= WORK TO BE COMPLETED =
In the data below, how many lines include the word "DecodeFn"? Give only the number.

※

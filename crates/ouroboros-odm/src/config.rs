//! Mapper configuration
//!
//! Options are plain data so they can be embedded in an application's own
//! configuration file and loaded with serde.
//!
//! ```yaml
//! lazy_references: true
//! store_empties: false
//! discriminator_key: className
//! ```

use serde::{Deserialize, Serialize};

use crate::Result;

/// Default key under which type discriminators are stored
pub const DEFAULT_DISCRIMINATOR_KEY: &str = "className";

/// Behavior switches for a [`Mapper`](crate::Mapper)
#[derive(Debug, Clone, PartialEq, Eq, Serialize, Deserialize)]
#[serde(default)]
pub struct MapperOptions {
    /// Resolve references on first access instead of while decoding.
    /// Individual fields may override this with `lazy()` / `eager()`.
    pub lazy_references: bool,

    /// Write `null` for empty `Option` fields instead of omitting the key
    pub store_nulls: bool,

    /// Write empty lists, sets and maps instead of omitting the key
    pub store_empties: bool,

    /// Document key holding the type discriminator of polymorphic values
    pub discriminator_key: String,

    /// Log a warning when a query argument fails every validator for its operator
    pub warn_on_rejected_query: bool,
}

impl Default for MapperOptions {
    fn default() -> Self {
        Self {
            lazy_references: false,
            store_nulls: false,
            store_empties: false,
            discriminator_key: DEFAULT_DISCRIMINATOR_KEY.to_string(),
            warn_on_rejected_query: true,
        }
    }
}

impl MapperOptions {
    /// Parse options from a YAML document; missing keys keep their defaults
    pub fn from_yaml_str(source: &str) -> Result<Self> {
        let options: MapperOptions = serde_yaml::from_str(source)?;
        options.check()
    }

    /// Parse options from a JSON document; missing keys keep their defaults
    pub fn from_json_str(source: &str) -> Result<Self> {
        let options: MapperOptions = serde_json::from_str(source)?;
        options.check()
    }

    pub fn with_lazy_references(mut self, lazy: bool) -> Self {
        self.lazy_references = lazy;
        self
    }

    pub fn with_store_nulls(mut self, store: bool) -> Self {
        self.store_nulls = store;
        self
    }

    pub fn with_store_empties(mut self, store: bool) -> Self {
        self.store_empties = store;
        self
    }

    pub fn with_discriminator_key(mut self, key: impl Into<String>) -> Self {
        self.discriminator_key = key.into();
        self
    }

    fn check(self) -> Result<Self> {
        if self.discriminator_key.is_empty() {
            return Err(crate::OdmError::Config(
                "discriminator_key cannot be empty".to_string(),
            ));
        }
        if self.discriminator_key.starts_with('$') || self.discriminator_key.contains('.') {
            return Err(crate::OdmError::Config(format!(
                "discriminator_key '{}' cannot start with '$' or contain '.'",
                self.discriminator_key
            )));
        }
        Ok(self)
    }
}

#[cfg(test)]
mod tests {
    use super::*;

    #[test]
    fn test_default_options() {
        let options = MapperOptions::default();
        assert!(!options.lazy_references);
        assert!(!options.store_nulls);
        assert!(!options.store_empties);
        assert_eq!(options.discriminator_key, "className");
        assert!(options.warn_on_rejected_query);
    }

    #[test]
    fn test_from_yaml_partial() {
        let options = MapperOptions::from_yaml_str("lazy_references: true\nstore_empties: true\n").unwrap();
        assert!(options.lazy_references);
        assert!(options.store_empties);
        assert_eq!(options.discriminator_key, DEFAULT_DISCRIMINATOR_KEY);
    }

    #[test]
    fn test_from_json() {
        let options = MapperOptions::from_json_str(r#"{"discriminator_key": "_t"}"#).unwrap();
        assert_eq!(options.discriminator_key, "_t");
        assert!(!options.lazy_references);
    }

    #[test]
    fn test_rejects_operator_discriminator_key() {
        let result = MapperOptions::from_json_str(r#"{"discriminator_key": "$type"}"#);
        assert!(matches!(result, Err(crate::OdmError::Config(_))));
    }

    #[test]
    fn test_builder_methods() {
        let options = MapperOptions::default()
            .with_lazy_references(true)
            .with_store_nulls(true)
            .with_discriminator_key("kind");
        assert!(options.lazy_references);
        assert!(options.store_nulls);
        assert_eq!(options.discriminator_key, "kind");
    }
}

※

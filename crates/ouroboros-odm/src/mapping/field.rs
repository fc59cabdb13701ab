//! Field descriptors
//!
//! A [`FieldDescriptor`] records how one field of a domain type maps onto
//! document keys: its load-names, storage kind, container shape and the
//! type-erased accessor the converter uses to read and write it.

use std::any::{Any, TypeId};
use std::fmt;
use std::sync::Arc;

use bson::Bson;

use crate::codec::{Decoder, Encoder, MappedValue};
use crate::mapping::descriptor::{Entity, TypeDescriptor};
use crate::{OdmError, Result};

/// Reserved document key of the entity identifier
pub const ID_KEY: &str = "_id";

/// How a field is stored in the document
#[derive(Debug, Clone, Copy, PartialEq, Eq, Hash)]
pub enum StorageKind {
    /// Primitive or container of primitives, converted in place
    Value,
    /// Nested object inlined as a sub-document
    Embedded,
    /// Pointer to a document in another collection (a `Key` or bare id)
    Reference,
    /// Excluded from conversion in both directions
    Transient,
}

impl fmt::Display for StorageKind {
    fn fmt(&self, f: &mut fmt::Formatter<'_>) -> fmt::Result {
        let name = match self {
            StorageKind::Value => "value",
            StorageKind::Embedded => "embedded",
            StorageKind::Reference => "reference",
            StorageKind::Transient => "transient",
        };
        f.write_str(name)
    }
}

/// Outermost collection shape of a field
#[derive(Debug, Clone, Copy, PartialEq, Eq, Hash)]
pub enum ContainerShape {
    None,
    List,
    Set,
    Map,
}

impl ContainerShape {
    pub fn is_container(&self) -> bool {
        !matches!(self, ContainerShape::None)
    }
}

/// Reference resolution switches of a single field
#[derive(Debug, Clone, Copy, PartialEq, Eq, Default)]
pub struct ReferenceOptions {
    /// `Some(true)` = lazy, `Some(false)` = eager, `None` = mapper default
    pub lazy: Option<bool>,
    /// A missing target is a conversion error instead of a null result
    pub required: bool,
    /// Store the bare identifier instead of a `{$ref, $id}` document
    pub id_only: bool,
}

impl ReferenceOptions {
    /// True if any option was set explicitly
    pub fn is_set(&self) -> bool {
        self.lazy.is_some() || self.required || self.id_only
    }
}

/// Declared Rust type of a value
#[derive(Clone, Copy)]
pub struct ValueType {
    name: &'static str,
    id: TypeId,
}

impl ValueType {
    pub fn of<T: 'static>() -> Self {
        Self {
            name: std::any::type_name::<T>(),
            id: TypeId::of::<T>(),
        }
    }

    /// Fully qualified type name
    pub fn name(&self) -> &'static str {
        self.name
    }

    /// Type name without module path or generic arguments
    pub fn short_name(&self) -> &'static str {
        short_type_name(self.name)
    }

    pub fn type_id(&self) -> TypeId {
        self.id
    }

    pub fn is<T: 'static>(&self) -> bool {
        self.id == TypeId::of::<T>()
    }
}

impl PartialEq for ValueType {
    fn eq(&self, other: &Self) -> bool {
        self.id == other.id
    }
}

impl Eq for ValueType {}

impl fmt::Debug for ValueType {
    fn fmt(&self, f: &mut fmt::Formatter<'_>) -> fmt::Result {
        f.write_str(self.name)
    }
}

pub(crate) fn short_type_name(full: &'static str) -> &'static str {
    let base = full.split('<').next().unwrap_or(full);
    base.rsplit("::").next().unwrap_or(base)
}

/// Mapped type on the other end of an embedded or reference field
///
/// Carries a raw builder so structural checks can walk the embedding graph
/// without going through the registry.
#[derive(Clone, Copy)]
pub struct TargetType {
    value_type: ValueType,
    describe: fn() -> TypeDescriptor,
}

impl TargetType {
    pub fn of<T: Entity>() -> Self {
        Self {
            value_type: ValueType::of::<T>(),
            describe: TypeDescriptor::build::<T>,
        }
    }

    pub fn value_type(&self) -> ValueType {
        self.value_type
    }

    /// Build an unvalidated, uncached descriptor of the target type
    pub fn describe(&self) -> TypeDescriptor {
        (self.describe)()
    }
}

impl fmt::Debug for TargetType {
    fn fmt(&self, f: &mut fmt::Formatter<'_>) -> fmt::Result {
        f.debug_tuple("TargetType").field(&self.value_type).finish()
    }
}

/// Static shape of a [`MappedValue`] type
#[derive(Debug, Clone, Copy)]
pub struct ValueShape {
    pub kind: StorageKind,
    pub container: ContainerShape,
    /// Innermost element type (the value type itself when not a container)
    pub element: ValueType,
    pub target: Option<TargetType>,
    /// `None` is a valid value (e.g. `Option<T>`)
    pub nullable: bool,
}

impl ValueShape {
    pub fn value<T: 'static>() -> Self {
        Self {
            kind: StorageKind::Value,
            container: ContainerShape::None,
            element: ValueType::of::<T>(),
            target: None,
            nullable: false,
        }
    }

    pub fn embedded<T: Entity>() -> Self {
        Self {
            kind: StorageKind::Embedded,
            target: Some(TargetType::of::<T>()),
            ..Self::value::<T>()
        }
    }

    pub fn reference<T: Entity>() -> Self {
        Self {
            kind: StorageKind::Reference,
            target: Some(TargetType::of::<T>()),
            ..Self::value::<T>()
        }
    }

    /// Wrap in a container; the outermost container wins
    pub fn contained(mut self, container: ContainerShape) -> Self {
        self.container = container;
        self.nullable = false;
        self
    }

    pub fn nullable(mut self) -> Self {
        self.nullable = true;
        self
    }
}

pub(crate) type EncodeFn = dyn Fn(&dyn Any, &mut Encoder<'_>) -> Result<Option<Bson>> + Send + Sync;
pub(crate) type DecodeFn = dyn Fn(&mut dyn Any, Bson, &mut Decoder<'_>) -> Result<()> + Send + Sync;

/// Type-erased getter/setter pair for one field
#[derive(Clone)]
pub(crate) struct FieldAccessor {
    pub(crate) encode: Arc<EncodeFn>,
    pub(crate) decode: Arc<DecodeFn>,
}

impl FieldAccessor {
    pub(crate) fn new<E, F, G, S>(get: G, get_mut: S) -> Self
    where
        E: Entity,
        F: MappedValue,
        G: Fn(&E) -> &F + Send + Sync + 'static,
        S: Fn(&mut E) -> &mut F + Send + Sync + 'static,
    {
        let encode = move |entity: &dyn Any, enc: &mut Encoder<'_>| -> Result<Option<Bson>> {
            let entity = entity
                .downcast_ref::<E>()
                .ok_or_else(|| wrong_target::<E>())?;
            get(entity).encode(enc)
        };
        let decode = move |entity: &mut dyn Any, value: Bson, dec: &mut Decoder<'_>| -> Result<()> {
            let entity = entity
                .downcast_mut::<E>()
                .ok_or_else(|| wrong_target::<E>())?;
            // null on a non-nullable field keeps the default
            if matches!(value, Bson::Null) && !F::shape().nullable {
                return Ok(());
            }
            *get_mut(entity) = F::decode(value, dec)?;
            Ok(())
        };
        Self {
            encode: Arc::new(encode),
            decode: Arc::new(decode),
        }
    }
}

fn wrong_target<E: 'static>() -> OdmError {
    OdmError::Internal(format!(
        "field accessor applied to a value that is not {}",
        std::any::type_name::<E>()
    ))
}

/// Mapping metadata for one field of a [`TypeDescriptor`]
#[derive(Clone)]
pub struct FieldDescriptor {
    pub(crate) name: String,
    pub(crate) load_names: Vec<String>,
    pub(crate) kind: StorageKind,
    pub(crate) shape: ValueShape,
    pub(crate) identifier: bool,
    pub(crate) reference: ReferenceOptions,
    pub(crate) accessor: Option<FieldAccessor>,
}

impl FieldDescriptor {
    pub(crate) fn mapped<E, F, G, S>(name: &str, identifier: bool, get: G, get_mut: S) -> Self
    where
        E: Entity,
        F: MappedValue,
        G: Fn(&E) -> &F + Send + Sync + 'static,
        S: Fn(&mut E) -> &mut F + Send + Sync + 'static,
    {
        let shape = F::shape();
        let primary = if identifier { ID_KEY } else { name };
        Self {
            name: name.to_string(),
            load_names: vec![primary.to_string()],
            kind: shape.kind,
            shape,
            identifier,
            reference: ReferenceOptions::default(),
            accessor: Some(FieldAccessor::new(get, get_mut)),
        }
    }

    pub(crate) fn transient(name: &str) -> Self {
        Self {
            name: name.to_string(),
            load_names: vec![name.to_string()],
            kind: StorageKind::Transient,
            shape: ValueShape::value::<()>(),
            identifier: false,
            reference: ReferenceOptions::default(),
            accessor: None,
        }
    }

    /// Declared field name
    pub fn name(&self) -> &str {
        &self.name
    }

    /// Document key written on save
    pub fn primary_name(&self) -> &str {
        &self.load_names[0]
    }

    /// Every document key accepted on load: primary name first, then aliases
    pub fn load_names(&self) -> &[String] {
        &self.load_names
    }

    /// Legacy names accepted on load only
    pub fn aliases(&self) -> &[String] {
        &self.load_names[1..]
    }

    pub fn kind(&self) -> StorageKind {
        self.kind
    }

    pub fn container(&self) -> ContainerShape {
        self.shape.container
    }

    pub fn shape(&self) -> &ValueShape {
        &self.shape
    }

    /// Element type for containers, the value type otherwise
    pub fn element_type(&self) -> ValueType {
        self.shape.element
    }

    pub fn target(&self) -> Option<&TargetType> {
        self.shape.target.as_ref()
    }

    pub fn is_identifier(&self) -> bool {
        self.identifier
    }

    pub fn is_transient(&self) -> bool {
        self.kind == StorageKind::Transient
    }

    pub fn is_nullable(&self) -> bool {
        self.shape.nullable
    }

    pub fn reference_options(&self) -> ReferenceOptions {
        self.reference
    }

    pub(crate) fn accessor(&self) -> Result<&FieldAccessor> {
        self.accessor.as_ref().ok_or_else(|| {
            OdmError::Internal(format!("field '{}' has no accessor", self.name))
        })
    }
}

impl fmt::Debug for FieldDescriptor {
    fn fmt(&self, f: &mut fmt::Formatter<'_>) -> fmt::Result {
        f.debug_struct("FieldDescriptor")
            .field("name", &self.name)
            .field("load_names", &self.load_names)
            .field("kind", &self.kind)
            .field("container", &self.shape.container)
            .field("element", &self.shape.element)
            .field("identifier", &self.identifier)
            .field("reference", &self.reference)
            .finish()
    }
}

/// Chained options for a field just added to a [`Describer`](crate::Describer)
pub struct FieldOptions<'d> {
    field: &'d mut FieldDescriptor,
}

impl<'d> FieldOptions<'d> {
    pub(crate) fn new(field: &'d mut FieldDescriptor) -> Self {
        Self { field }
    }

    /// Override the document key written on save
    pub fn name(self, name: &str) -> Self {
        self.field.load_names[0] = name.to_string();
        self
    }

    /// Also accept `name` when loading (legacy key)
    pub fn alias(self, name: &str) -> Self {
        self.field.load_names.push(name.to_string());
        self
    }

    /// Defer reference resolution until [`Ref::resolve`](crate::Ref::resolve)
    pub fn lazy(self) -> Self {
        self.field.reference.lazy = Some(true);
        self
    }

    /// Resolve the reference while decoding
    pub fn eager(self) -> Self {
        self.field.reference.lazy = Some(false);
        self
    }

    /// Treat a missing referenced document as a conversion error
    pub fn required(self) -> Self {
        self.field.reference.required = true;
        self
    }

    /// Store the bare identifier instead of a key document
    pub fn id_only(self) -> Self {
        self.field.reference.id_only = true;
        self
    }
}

※

= EXERCISE SOLUTION =
2